Left ventricular ballooning syndrome, whose clinical presentation cannot be distinguishable from an acute coronary syndrome, is commonly precipitated by a stressful event and its diagnosis is based on the absence of obstructive atherosclerosis on coronary angiography.27,28 None of the studies on association of cardiac emergencies with football matches included data on coronary angiography, and left ventricular ballooning syndromes, misinterpreted as myocardial infarctions, might have contributed to the excess incidence in some studies.

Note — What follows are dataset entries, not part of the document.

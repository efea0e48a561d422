//! Moving Conefor's results out of its own directory.

use std::collections::HashSet;
use std::fs::{self, OpenOptions};
use std::io::Write;
use std::path::{Path, PathBuf};

use conefor_common::paths;
use tracing::debug;

use crate::DriverError;

/// Result files Conefor appends to across runs; merged by appending
pub const AGGREGATE_FILES: [&str; 3] = [
    "overall_indices.txt",
    "node_importances.txt",
    "results_all_overall_indices.txt",
];

/// Regular files directly inside `dir`
pub fn snapshot(dir: &Path) -> Result<HashSet<PathBuf>, DriverError> {
    let mut files = HashSet::new();
    for entry in fs::read_dir(dir)? {
        let entry = entry?;
        if entry.file_type()?.is_file() {
            files.insert(entry.path());
        }
    }
    Ok(files)
}

/// Files present in `after` but not in `before`, sorted by path
pub fn created_files(before: &HashSet<PathBuf>, after: &HashSet<PathBuf>) -> Vec<PathBuf> {
    let mut created: Vec<PathBuf> = after.difference(before).cloned().collect();
    created.sort();
    created
}

fn is_blank(path: &Path) -> Result<bool, DriverError> {
    let bytes = fs::read(path)?;
    Ok(bytes.iter().all(u8::is_ascii_whitespace))
}

fn move_file(from: &Path, to: &Path) -> Result<(), DriverError> {
    if fs::rename(from, to).is_err() {
        // Different file systems
        fs::copy(from, to)?;
        fs::remove_file(from)?;
    }
    Ok(())
}

/// Move `files` into `output_dir` and return where they ended up.
///
/// Blank files are deleted. Aggregate result files are appended to an
/// existing file of the same name; anything else gets a collision-safe name.
pub fn merge_outputs(files: &[PathBuf], output_dir: &Path) -> Result<Vec<PathBuf>, DriverError> {
    paths::ensure_dir(output_dir)?;
    let mut merged: Vec<PathBuf> = Vec::new();

    for file in files {
        let Some(name) = file.file_name().and_then(|n| n.to_str()) else {
            continue;
        };

        if is_blank(file)? {
            debug!("Removing empty result {}", file.display());
            fs::remove_file(file)?;
            continue;
        }

        let target = if AGGREGATE_FILES.contains(&name) && output_dir.join(name).exists() {
            let target = output_dir.join(name);
            let contents = fs::read(file)?;
            let mut out = OpenOptions::new().append(true).open(&target)?;
            out.write_all(&contents)?;
            fs::remove_file(file)?;
            debug!("Appended {} to {}", file.display(), target.display());
            target
        } else {
            let target = paths::unique_path(output_dir, name);
            move_file(file, &target)?;
            debug!("Moved {} to {}", file.display(), target.display());
            target
        };

        if !merged.contains(&target) {
            merged.push(target);
        }
    }

    Ok(merged)
}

A number of factors may influence both the magnitude of audience and the intensity of individual emotional involvement or response. Whether a team is still in competition, duration of ‘resolving’ period, penalty shots, traditional rivalry, fans’ attachment to a particular team and importance of a match or football in the region are some of them. Violence-prone men seem to be more drawn to watch the match when the home team is expected to win, while the home violence rises by 1% for each per cent of increase in number of households watching the match.29 Bauman and colleagues proposed that, compared with Europeans, higher rates of motivational deficiency disorder could make Australians less susceptible to stress associated with watching football.4 Chronic emotional disorders, such as anxiety, depression, anger and affective disorders, or general psychological profile may indeed influence the psychophysiological response. For example, healthy hostile individuals may have heightened or prolonged cardiovascular and neuroendocrine responses to acute mental stress,33 whereas in patients with advanced coronary disease, hostility correlates with emotional stress-induced increases in sympathetic activation and inflammation.34

Conclusions

The association between watching football matches and hospital admissions for acute cardiovascular diseases is still questionable. Evidence on increased cardiovascular mortality appears more convincing, and may be linked to proarrhythmic effect of emotional stress and multiple triggering circumstances. At present, the most plausible conclusion is that watching football sometimes brings an additional risk of a cardiovascular event for some people. Recommendations for preventive measures could be warranted only in limited and defined populations such as hostile individuals with vulnerable coronary disease. A before-the-match and clear-minded consideration of possibility that their team may lose, taking enhanced regular anti-anginal or additional anxiolytic medication, and avoidance of concomitant triggers, alcohol and drugs in particular, could be a reasonable way of watching important matches for such patients. However, even when a match starts, cardiovascular risk and consequences cannot be predicted because of multiple interactions among the course of match, individual and circumstantial factors. Such complex psychosocial phenomena are primarily upsetting for male fans, but atypical and exaggerated behaviour may affect many others. So, is it ‘just a game’?